FigSearch: a figure legend indexing and classification system

  • Authors:
  • Fang Liu;Tor-Kristian Jenssen;Vegard Nygaard;John Sack;Eivind Hovig

  • Affiliations:
  • Department of Tumor Biology, Institute for Cancer Research, The Norwegian Radium Hospital, Montebello, 0310 Oslo, Norway,;PubGene AS, Forskningsveien 2A, P.O. BOX 180 Vinderen, N-0319 Oslo, Norway;Department of Tumor Biology, Institute for Cancer Research, The Norwegian Radium Hospital, Montebello, 0310 Oslo, Norway,;Stanford University, HighWire Press, 1454 Page Mill Road, Palo Alto, CA 94304, USA;Department of Tumor Biology, Institute for Cancer Research, The Norwegian Radium Hospital, Montebello, 0310 Oslo, Norway,

  • Venue:
  • Bioinformatics
  • Year:
  • 2004

Quantified Score

Hi-index 3.84

Visualization

Abstract

Summary: FigSearch is a prototype text-mining and classification system for figures from any corpus of full-text biological papers. The system allows users to search for figures that contain genes of interest and illustrate protein interactions. The retrieved figures are ranked by a score representing the likelihood to be of a certain type, in this case, schematic illustrations of protein interactions and signaling events.
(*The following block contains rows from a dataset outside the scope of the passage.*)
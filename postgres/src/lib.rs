//! `PostgreSQL` stores for Marquee.
//!
//! Implements the store contracts from `marquee-core` on top of sqlx:
//!
//! - [`PostgresLedger`]: showtime requests and published showtimes. A status
//!   transition runs in one transaction that locks the request row, takes a
//!   per-(screen, date) advisory lock, re-checks approved overlaps, then
//!   updates and publishes. Approvals on one screen and date are therefore
//!   serialized in the database, not in the process.
//! - [`PostgresRegistrationStore`]: owner registrations and user roles
//! - [`PostgresEntitlementStore`]: streaming entitlements; the upsert itself
//!   refuses to replace a purchase
//!
//! # Example
//!
//! ```no_run
//! use marquee_postgres::{connect, migrate, PostgresConfig, PostgresLedger};
//!
//! # async fn example() -> Result<(), marquee_core::ledger::LedgerError> {
//! let config = PostgresConfig::from_env();
//! let pool = connect(&config).await?;
//! migrate(&pool).await?;
//! let ledger = PostgresLedger::new(pool);
//! # Ok(())
//! # }
//! ```

#![forbid(unsafe_code)]
#![warn(missing_docs)]

mod config;
mod entitlement;
mod ledger;
mod registration;
mod rows;

pub use config::PostgresConfig;
pub use entitlement::PostgresEntitlementStore;
pub use ledger::PostgresLedger;
pub use registration::PostgresRegistrationStore;

use marquee_core::ledger::LedgerError;
use sqlx::postgres::{PgPool, PgPoolOptions};
use std::time::Duration;

/// Open a connection pool.
///
/// # Errors
///
/// Returns [`LedgerError::Unavailable`] if the database cannot be reached.
pub async fn connect(config: &PostgresConfig) -> Result<PgPool, LedgerError> {
    PgPoolOptions::new()
        .max_connections(config.max_connections)
        .acquire_timeout(Duration::from_secs(config.acquire_timeout_secs))
        .connect(&config.database_url)
        .await
        .map_err(|e| LedgerError::Unavailable(format!("Failed to connect: {e}")))
}

/// Run the bundled migrations.
///
/// # Errors
///
/// Returns [`LedgerError::Database`] if a migration fails.
pub async fn migrate(pool: &PgPool) -> Result<(), LedgerError> {
    sqlx::migrate!("./migrations")
        .run(pool)
        .await
        .map_err(|e| LedgerError::Database(format!("Migration failed: {e}")))
}

/// Map a sqlx error onto the store error taxonomy.
///
/// Connection-level failures are `Unavailable`, decoding failures are
/// `Serialization`, everything else is `Database`.
pub(crate) fn store_error(context: &str, error: &sqlx::Error) -> LedgerError {
    match error {
        sqlx::Error::PoolTimedOut | sqlx::Error::PoolClosed | sqlx::Error::Io(_) | sqlx::Error::Tls(_) => {
            LedgerError::Unavailable(format!("{context}: {error}"))
        },
        sqlx::Error::ColumnDecode { .. }
        | sqlx::Error::Decode(_)
        | sqlx::Error::ColumnNotFound(_)
        | sqlx::Error::TypeNotFound { .. } => LedgerError::Serialization(format!("{context}: {error}")),
        _ => LedgerError::Database(format!("{context}: {error}")),
    }
}
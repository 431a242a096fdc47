//! Error types for the scheduling engines.

use marquee_core::catalog::CatalogError;
use marquee_core::ledger::LedgerError;
use marquee_core::types::{ConflictResult, RequestStatus};
use marquee_runtime::DriverError;
use thiserror::Error;

/// Errors surfaced by the approval workflow.
///
/// Conflicts found while *checking* are values ([`ConflictResult`]); they
/// only become errors when a caller tries to submit or approve through them.
#[derive(Error, Debug, Clone, PartialEq, Eq)]
pub enum ApprovalError {
    /// The proposal overlaps an approved showtime; change time or screen.
    #[error("Proposed showtime overlaps an approved showtime")]
    HardConflict(ConflictResult),

    /// An overlapping showtime was approved after this request was submitted.
    ///
    /// The request stays pending; the approver should reject it or ask for a
    /// new slot.
    #[error("Request is stale: an overlapping showtime was approved since submission")]
    StaleRequest(ConflictResult),

    /// The request was already decided, possibly by a concurrent approver.
    #[error("Request already decided: {current}")]
    InvalidTransition {
        /// Status that won
        current: RequestStatus,
    },

    /// A rejection needs a non-empty reason.
    #[error("Rejection reason must not be empty")]
    EmptyRejectionReason,

    /// No request or registration exists with this id.
    #[error("Request not found: {0}")]
    RequestNotFound(String),

    /// The store kept failing; nothing was changed.
    #[error("Store failure after {attempts} attempt(s): {source}")]
    StoreFailure {
        /// Attempts made
        attempts: usize,
        /// Last store error
        #[source]
        source: LedgerError,
    },

    /// Movie metadata could not be resolved.
    #[error("Catalog error: {0}")]
    Catalog(#[from] CatalogError),

    /// The command could not be driven to completion.
    #[error("Driver error: {0}")]
    Driver(#[from] DriverError),

    /// The command finished without producing an outcome.
    #[error("Command finished without an outcome")]
    Incomplete,
}

impl ApprovalError {
    /// Map a store error after `attempts` tries.
    #[must_use]
    pub fn from_store(attempts: usize, error: LedgerError) -> Self {
        match error {
            LedgerError::RequestNotFound(id) => Self::RequestNotFound(id),
            source => Self::StoreFailure { attempts, source },
        }
    }

    /// Whether the approver can resolve this by refreshing and deciding again.
    ///
    /// Stale requests and already-decided requests are normal outcomes of
    /// concurrent approvers, not failures.
    #[must_use]
    pub const fn is_recoverable(&self) -> bool {
        matches!(self, Self::StaleRequest(_) | Self::InvalidTransition { .. })
    }
}

impl From<LedgerError> for ApprovalError {
    fn from(error: LedgerError) -> Self {
        Self::from_store(1, error)
    }
}

/// Errors surfaced by the entitlement tracker.
#[derive(Error, Debug, Clone, PartialEq, Eq)]
pub enum EntitlementError {
    /// A rental must last at least one day.
    #[error("Rent duration must be at least one day, got {0}")]
    InvalidRentDuration(u32),

    /// The entitlement store failed.
    #[error("Entitlement store error: {0}")]
    Store(#[from] LedgerError),
}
The system contains a Web interface for search, a module for classification of figures based on vector representations of figure legends and a module for indexing gene names. In a preliminary validation, the FigSearch system showed satisfactory performance according to domain experts in providing the most relevant graphical representations. This strategy may be easily extended to other figure types. Moreover, as more full-text data become available, such a system will find increased usefulness in identifying and presenting compressed biological knowledge. Availability: A searchable Web interface, FigSearch, is accessible via http://pubgeneserver.uio.no/figsearch/ for all figures from the available corpus.